The t-shirt rag rug. I started this shortly after I moved into the house I moaned about in the first post, so that would make it around 6 years old, not too bad. I bought a giant crochet hook to make it and I told myself this was the excuse I needed to finally commit to learning how to crochet. I vaguely remember watching a few videos and starting it, but then I stopped…I think it was because I had cut up the shirts without any regard to keeping a uniform strip size, or else I just encountered my weird mental crochet block. So I started braiding the scraps. This was not an unfamiliar act for me – when I was around 10 or 12, I made a braided rag rug out of my mom’s old fabric and clothes scraps (including a 1960s era cotton paisley, and some suit wool) to rest on a brick dais of sorts where the wood stove was in our old house. I sat on that thing next to the stove nearly every day in the wintertime, then it became a favorite place of the dog’s as well. Needless to say, it was well-worn and probably thrown away when they sold the place. I had the intention of using my newly created t-shirt rug in my studio, but I ended up liking the bare floor since it was an easier surface on which to cut and smooth out materials. The shirts were all mine and mostly from the 1990s and early 00s and had become cropped from the dryer or had some other fault I couldn’t tolerate. And I have a vague memory of becoming annoyed with the balls getting twisted up while I was braiding them…but I quit the project about three years ago, though I think I may have gotten it out once in the meantime. Yesterday, I emptied out the box of rug snake:
It is much bigger pile than it appears, so I had the giddy sensation that maybe it was closer to being finished than I had remembered, so I tested it out.
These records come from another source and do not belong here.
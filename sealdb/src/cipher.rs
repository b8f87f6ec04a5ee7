//! Symmetric text cipher.
//!
//! `seal` turns a string into sealed text using a text secret; `open` reverses
//! it. Every call derives a fresh key from a random salt and uses a random
//! nonce, so sealing the same value twice yields different output.

use chacha20poly1305::{
    aead::{rand_core::RngCore, Aead, KeyInit, OsRng},
    ChaCha20Poly1305, Nonce,
};
use secrecy::ExposeSecret;
use zeroize::Zeroizing;

use crate::envelope::{SealedEnvelope, NONCE_SIZE};
use crate::error::Error;
use crate::kdf::{derive_cipher_key, generate_salt};

/// Seals `plaintext` with `secret`.
///
/// # Returns
///
/// Text of the form `salt*nonce*ciphertext`, each part base64.
///
/// # Errors
///
/// Returns error if key derivation or encryption fails.
pub fn seal(plaintext: &str, secret: &str) -> Result<String, Error> {
    let salt = generate_salt();
    let key = derive_cipher_key(secret, &salt)?;

    let mut nonce_bytes = [0u8; NONCE_SIZE];
    OsRng.fill_bytes(&mut nonce_bytes);

    let cipher = ChaCha20Poly1305::new_from_slice(key.expose_secret())
        .map_err(|e| Error::EncryptionFailed(format!("Invalid key: {e}")))?;

    let ciphertext = cipher
        .encrypt(&Nonce::from(nonce_bytes), plaintext.as_bytes())
        .map_err(|e| Error::EncryptionFailed(format!("ChaCha20-Poly1305 encryption failed: {e}")))?;

    Ok(SealedEnvelope::new(salt, nonce_bytes, ciphertext).encode())
}

/// Opens text produced by [`seal`] with the same `secret`.
///
/// # Errors
///
/// Returns error if:
/// - The sealed text is malformed (`InvalidCiphertext`, `Decode`)
/// - The secret is wrong or the text was modified (`AuthenticationFailed`)
/// - The plaintext is not UTF-8 (`DecryptionFailed`)
pub fn open(sealed: &str, secret: &str) -> Result<String, Error> {
    let envelope = SealedEnvelope::parse(sealed)?;
    let key = derive_cipher_key(secret, envelope.salt())?;

    let cipher = ChaCha20Poly1305::new_from_slice(key.expose_secret())
        .map_err(|e| Error::DecryptionFailed(format!("Invalid key: {e}")))?;

    let plaintext = Zeroizing::new(
        cipher
            .decrypt(&Nonce::from(*envelope.nonce()), envelope.ciphertext())
            .map_err(|_| Error::AuthenticationFailed)?,
    );

    String::from_utf8(plaintext.to_vec())
        .map_err(|e| Error::DecryptionFailed(format!("Plaintext is not UTF-8: {e}")))
}

#[cfg(test)]
mod tests {
    use super::*;

    #[test]
    fn test_seal_open_round_trip() {
        let sealed = seal("secret1", "inner-key").expect("Encryption failed");
        let opened = open(&sealed, "inner-key").expect("Decryption failed");

        assert_eq!(opened, "secret1");
    }

    #[test]
    fn test_seal_is_randomized() {
        let sealed1 = seal("secret1", "inner-key").unwrap();
        let sealed2 = seal("secret1", "inner-key").unwrap();

        assert_ne!(sealed1, sealed2);
    }

    #[test]
    fn test_sealed_text_hides_plaintext() {
        let sealed = seal("secret1", "inner-key").unwrap();
        assert!(!sealed.contains("secret1"));
    }

    #[test]
    fn test_open_with_wrong_secret_fails() {
        let sealed = seal("secret1", "inner-key").unwrap();

        let result = open(&sealed, "other-key");
        assert!(matches!(result, Err(Error::AuthenticationFailed)));
    }

    #[test]
    fn test_open_tampered_text_fails() {
        let sealed = seal("secret1", "inner-key").unwrap();
        let envelope = SealedEnvelope::parse(&sealed).unwrap();

        let mut ciphertext = envelope.ciphertext().to_vec();
        ciphertext[0] ^= 0xFF;
        let tampered = SealedEnvelope::new(*envelope.salt(), *envelope.nonce(), ciphertext);

        let result = open(&tampered.encode(), "inner-key");
        assert!(matches!(result, Err(Error::AuthenticationFailed)));
    }

    #[test]
    fn test_empty_and_unicode_plaintext() {
        let long = "x".repeat(10_000);
        for plaintext in ["", "päss wörd ✓", long.as_str()] {
            let sealed = seal(plaintext, "k").unwrap();
            assert_eq!(open(&sealed, "k").unwrap(), plaintext);
        }
    }
}
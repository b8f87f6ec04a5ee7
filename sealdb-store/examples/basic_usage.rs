//! Basic usage example for `SealDB`.

use sealdb_store::{extract_user_from_email, ColumnSpec, Database, DatabaseConfig, Value};
use secrecy::SecretString;
use std::path::PathBuf;

fn main() -> Result<(), Box<dyn std::error::Error>> {
    println!("SealDB Basic Usage Example");
    println!("==========================\n");

    // The outer key protects the generated key file; never ship a fixed one
    let outer_key = std::env::var("SEALDB_OUTER_KEY").unwrap_or_else(|_| "change me".to_string());
    let config = DatabaseConfig::new(PathBuf::from("./example"), SecretString::new(outer_key));
    println!("Database: {}", config.database_path().display());
    println!("Key file: {}\n", config.key_path().display());

    let db = Database::open(config)?;
    db.create_table(
        "users",
        &[
            ColumnSpec::new("name", "TEXT", 50),
            ColumnSpec::new("last_name", "TEXT", 50),
            ColumnSpec::new("age", "INTEGER", 50),
            ColumnSpec::new("email", "TEXT", 100),
            ColumnSpec::new("password", "TEXT", 100),
        ],
    )?;
    println!("✓ Table `users` ready\n");

    let email = db.generate_email("users", "email")?;
    let user = extract_user_from_email(&email).unwrap_or_default();
    let id = db.insert_record(
        "users",
        [
            ("name", Value::from(user.as_str())),
            ("last_name", "nunez".into()),
            ("age", 20.into()),
            ("email", email.as_str().into()),
            ("password", "5252525252".into()),
        ],
    )?;
    println!("✓ Inserted {user} <{email}> with id {id}");

    for record in db.get_records_by_value("users", "last_name", "nunez")? {
        let stored = record.text("password").unwrap_or_default();
        println!("  Stored password:    {stored}");
        println!("  Decrypted password: {}", db.decrypt(stored)?);
    }

    db.update_record("users", id, [("age", Value::from(41)), ("password", "42424242".into())])?;
    if let Some(record) = db.get_record_by_id("users", id)? {
        let stored = record.text("password").unwrap_or_default();
        println!("\n✓ Updated record {id}");
        println!("  Decrypted password: {}", db.decrypt(stored)?);
    }

    println!("\nNote: deleting {} makes every stored password unreadable", db.key_path().display());

    Ok(())
}
//! # `SealDB`
//!
//! Transparent field-level encryption with a per-database inner key.
//!
//! ## Key layers
//!
//! - **Outer key**: a secret supplied by the caller. Never persisted; it only
//!   protects the key file.
//! - **Inner key**: generated on first use, sealed with the outer key and
//!   stored in a sidecar file next to the database (`users.db` → `users.key`).
//!   Deleting that file makes every encrypted field unrecoverable.
//!
//! ## Sensitive columns
//!
//! A column is encrypted on write if and only if its name equals `password`,
//! ignoring ASCII case. Reads return the stored ciphertext; call
//! [`FieldEncryptor::decrypt_field`] explicitly to recover the value.
//!
//! ## Example
//!
//! ```rust,ignore
//! use sealdb::prelude::*;
//! use sealdb_key_file::SidecarKeyProvider;
//!
//! let provider = SidecarKeyProvider::for_database("users.db", outer_key)?;
//! let encryptor = FieldEncryptor::new(provider);
//!
//! let ciphertext = encryptor.encrypt_field("secret1")?;
//! let plaintext = encryptor.decrypt_field(&ciphertext)?;
//! ```

#![warn(clippy::pedantic, clippy::nursery)]
#![allow(clippy::module_name_repetitions)]

pub mod cipher;
pub mod codec;
pub mod envelope;
pub mod error;
pub mod field;
pub mod kdf;
pub mod key_provider;

pub use error::{Error, KeyProviderError};
pub use field::{is_sensitive_column, FieldEncryptor, SENSITIVE_COLUMN};
pub use key_provider::KeyProvider;

pub mod prelude {
    //! Convenience re-exports for common use.
    pub use crate::error::{Error, KeyProviderError};
    pub use crate::field::{is_sensitive_column, FieldEncryptor};
    pub use crate::key_provider::KeyProvider;
}
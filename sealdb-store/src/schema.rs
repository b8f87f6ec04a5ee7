//! Table column specifications and identifier checks.
//!
//! Table and column names are interpolated into SQL, so they are restricted to
//! `[A-Za-z_][A-Za-z0-9_]*` and always emitted double-quoted.

use crate::error::{Result, StoreError};

/// Name of the implicit auto-incrementing identifier column.
pub const ID_COLUMN: &str = "id";

/// One column of a table definition: name, SQL type and declared length.
///
/// Rendered as `"name" TYPE(length)`. SQLite treats the length as advisory.
#[derive(Debug, Clone, PartialEq, Eq)]
pub struct ColumnSpec {
    name: String,
    sql_type: String,
    length: u32,
}

impl ColumnSpec {
    /// Creates a column specification.
    #[must_use]
    pub fn new(name: impl Into<String>, sql_type: impl Into<String>, length: u32) -> Self {
        Self { name: name.into(), sql_type: sql_type.into(), length }
    }

    /// Returns the column name.
    #[must_use]
    pub fn name(&self) -> &str {
        &self.name
    }

    /// Returns the SQL type.
    #[must_use]
    pub fn sql_type(&self) -> &str {
        &self.sql_type
    }

    /// Returns the declared length.
    #[must_use]
    pub const fn length(&self) -> u32 {
        self.length
    }

    pub(crate) fn to_sql(&self) -> Result<String> {
        let name = quote_identifier(&self.name)?;
        if self.sql_type.is_empty()
            || !self.sql_type.chars().all(|c| c.is_ascii_alphanumeric() || c == ' ' || c == '_')
        {
            return Err(StoreError::InvalidIdentifier(self.sql_type.clone()));
        }
        Ok(format!("{name} {}({})", self.sql_type, self.length))
    }
}

impl<N: Into<String>, T: Into<String>> From<(N, T, u32)> for ColumnSpec {
    fn from((name, sql_type, length): (N, T, u32)) -> Self {
        Self::new(name, sql_type, length)
    }
}

/// Validates `name` as a plain identifier and returns it bracket-quoted.
///
/// SQLite reads an unknown double-quoted name as a string literal; a
/// bracketed name is always an identifier, so a misspelled column fails.
pub(crate) fn quote_identifier(name: &str) -> Result<String> {
    let mut chars = name.chars();
    let valid_start = chars.next().is_some_and(|c| c.is_ascii_alphabetic() || c == '_');
    if !valid_start || !chars.all(|c| c.is_ascii_alphanumeric() || c == '_') {
        return Err(StoreError::InvalidIdentifier(name.to_string()));
    }
    Ok(format!("[{name}]"))
}

/// Builds the `CREATE TABLE IF NOT EXISTS` statement for `table`.
pub(crate) fn create_table_sql(table: &str, columns: &[ColumnSpec]) -> Result<String> {
    let mut definitions = vec![format!("{ID_COLUMN} INTEGER PRIMARY KEY AUTOINCREMENT")];
    for column in columns {
        definitions.push(column.to_sql()?);
    }
    Ok(format!(
        "CREATE TABLE IF NOT EXISTS {} ({})",
        quote_identifier(table)?,
        definitions.join(", ")
    ))
}

#[cfg(test)]
mod tests {
    use super::*;

    #[test]
    fn test_quote_identifier() {
        assert_eq!(quote_identifier("users").unwrap(), "[users]");
        assert_eq!(quote_identifier("_last_name2").unwrap(), "[_last_name2]");
    }

    #[test]
    fn test_quote_identifier_rejects_injection() {
        for name in ["", "1users", "users; DROP TABLE x", "na\"me", "na]me", "a-b", "ñame"] {
            assert!(
                matches!(quote_identifier(name), Err(StoreError::InvalidIdentifier(_))),
                "{name:?} should be rejected"
            );
        }
    }

    #[test]
    fn test_create_table_sql() {
        let columns = [ColumnSpec::new("name", "TEXT", 50), ColumnSpec::from(("age", "INTEGER", 3))];
        let sql = create_table_sql("users", &columns).unwrap();

        assert_eq!(
            sql,
            "CREATE TABLE IF NOT EXISTS [users] \
             (id INTEGER PRIMARY KEY AUTOINCREMENT, [name] TEXT(50), [age] INTEGER(3))"
        );
    }

    #[test]
    fn test_create_table_rejects_bad_type() {
        let columns = [ColumnSpec::new("name", "TEXT); DROP TABLE users; --", 50)];
        assert!(create_table_sql("users", &columns).is_err());
    }
}
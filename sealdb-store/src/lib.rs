//! SQLite record store for `SealDB`.
//!
//! Thin statement builders over a single SQLite file. Every column named
//! `password` (any ASCII case) is encrypted with the database's inner key
//! before it is written; reads return the stored ciphertext, which callers
//! decrypt explicitly with [`Database::decrypt`].
//!
//! The inner key lives in a sidecar file beside the database (`users.db` →
//! `users.key`), sealed with the outer key given in [`DatabaseConfig`].
//! Losing that file loses every encrypted value.

#![warn(clippy::pedantic, clippy::nursery)]
#![allow(clippy::module_name_repetitions)]

pub mod config;
mod database;
pub mod error;
pub mod identity;
pub mod schema;
pub mod value;

pub use config::DatabaseConfig;
pub use database::Database;
pub use error::{Result, StoreError};
pub use identity::extract_user_from_email;
pub use schema::ColumnSpec;
pub use value::{Record, Value};
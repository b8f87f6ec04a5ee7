//! Sidecar file holding one opaque, optionally sealed, text blob.
//!
//! On disk the file contains `base64(text)` where `text` is either the data
//! itself or, when an outer key is set, the data sealed with that key. The
//! file has no header; the codec and cipher must stay fixed for existing files
//! to remain readable.

use sealdb::error::KeyProviderError;
use sealdb::{cipher, codec};
use secrecy::{ExposeSecret, SecretString};
use std::fs;
use std::io::{self, Write};
use std::path::{Path, PathBuf};
use zeroize::Zeroizing;

/// Reads and writes a single text blob at a fixed path.
pub struct SidecarFile {
    path: PathBuf,
    outer_key: Option<SecretString>,
}

impl SidecarFile {
    /// Creates a handle for `path`. Nothing is touched on disk.
    ///
    /// With `outer_key` set, the blob is sealed before encoding and opened
    /// after decoding.
    pub fn new(path: impl Into<PathBuf>, outer_key: Option<SecretString>) -> Self {
        Self { path: path.into(), outer_key }
    }

    /// Returns the file path.
    #[must_use]
    pub fn path(&self) -> &Path {
        &self.path
    }

    /// Reads the encoded file contents, or `None` if the file does not exist.
    ///
    /// # Errors
    ///
    /// Returns error if the file exists but cannot be read.
    pub fn read_encoded(&self) -> Result<Option<Zeroizing<Vec<u8>>>, KeyProviderError> {
        match fs::read(&self.path) {
            Ok(raw) => Ok(Some(Zeroizing::new(raw))),
            Err(e) if e.kind() == io::ErrorKind::NotFound => Ok(None),
            Err(e) => Err(KeyProviderError::Io(e)),
        }
    }

    /// Reads and decodes the blob.
    ///
    /// # Errors
    ///
    /// Returns error if:
    /// - The file does not exist (`KeyNotFound`)
    /// - The contents are not valid base64 or UTF-8 (`Decode`)
    /// - The outer key does not open the contents (`UnwrapFailed`)
    pub fn read(&self) -> Result<SecretString, KeyProviderError> {
        let raw = self
            .read_encoded()?
            .ok_or_else(|| KeyProviderError::KeyNotFound(self.path.display().to_string()))?;
        self.decode(&raw)
    }

    /// Decodes contents previously returned by [`read_encoded`](Self::read_encoded).
    ///
    /// # Errors
    ///
    /// Returns `Decode` for invalid base64 or UTF-8, and `UnwrapFailed` if the
    /// outer key does not open the contents.
    pub fn decode(&self, raw: &[u8]) -> Result<SecretString, KeyProviderError> {
        let decoded = Zeroizing::new(
            codec::decode(raw).map_err(|e| KeyProviderError::Decode(e.to_string()))?,
        );
        let text = String::from_utf8(decoded.to_vec())
            .map_err(|e| KeyProviderError::Decode(format!("contents are not UTF-8: {e}")))?;

        match &self.outer_key {
            Some(outer_key) => {
                let text = Zeroizing::new(text);
                cipher::open(&text, outer_key.expose_secret())
                    .map(SecretString::new)
                    .map_err(|e| KeyProviderError::UnwrapFailed(e.to_string()))
            }
            None => Ok(SecretString::new(text)),
        }
    }

    /// Encodes `data` and writes it, creating or truncating the file.
    ///
    /// A crash mid-write can leave a corrupt file.
    ///
    /// # Errors
    ///
    /// Returns error if sealing or the write fails.
    pub fn write(&self, data: &str) -> Result<(), KeyProviderError> {
        let encoded = self.encode(data)?;

        let mut options = fs::OpenOptions::new();
        options.write(true).create(true).truncate(true);
        #[cfg(unix)]
        {
            use std::os::unix::fs::OpenOptionsExt;
            options.mode(0o600);
        }

        let mut file = options.open(&self.path)?;
        file.write_all(encoded.as_bytes())?;
        file.sync_all()?;
        Ok(())
    }

    /// Encodes `data` and writes it only if the file does not exist yet.
    ///
    /// The blob is written to a temporary file in the same directory and then
    /// linked into place without clobbering, so concurrent creators cannot
    /// overwrite each other.
    ///
    /// # Returns
    ///
    /// `true` if this call created the file, `false` if it already existed.
    ///
    /// # Errors
    ///
    /// Returns error if sealing, the temporary write, or the link fails for a
    /// reason other than the file already existing.
    pub fn create_new(&self, data: &str) -> Result<bool, KeyProviderError> {
        let encoded = self.encode(data)?;

        let dir = match self.path.parent() {
            Some(parent) if !parent.as_os_str().is_empty() => parent,
            _ => Path::new("."),
        };

        let mut staged = tempfile::Builder::new().prefix(".sealdb-key").tempfile_in(dir)?;
        staged.write_all(encoded.as_bytes())?;
        staged.as_file().sync_all()?;

        match staged.persist_noclobber(&self.path) {
            Ok(_) => Ok(true),
            Err(e) if e.error.kind() == io::ErrorKind::AlreadyExists => Ok(false),
            Err(e) => Err(KeyProviderError::Io(e.error)),
        }
    }

    fn encode(&self, data: &str) -> Result<String, KeyProviderError> {
        match &self.outer_key {
            Some(outer_key) => {
                let sealed = Zeroizing::new(
                    cipher::seal(data, outer_key.expose_secret())
                        .map_err(|e| KeyProviderError::CreationFailed(e.to_string()))?,
                );
                Ok(codec::encode(sealed.as_bytes()))
            }
            None => Ok(codec::encode(data.as_bytes())),
        }
    }
}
Nope, it is still too small – larger than a doormat or bathroom rug, but too small for under the desk or kitchen table, or as I had originally wanted, a decent middle of the room-sized beast. But I’m also conflicted about not really loving the look of rag rugs – I abhor country decor for the most part, so now I think I’m remembering why I really stopped….
But I will finish it since I still have some balls of t-shirt and it requires no mental capacity.
*This is not a New Year’s resolution – the timing is pure coincidence.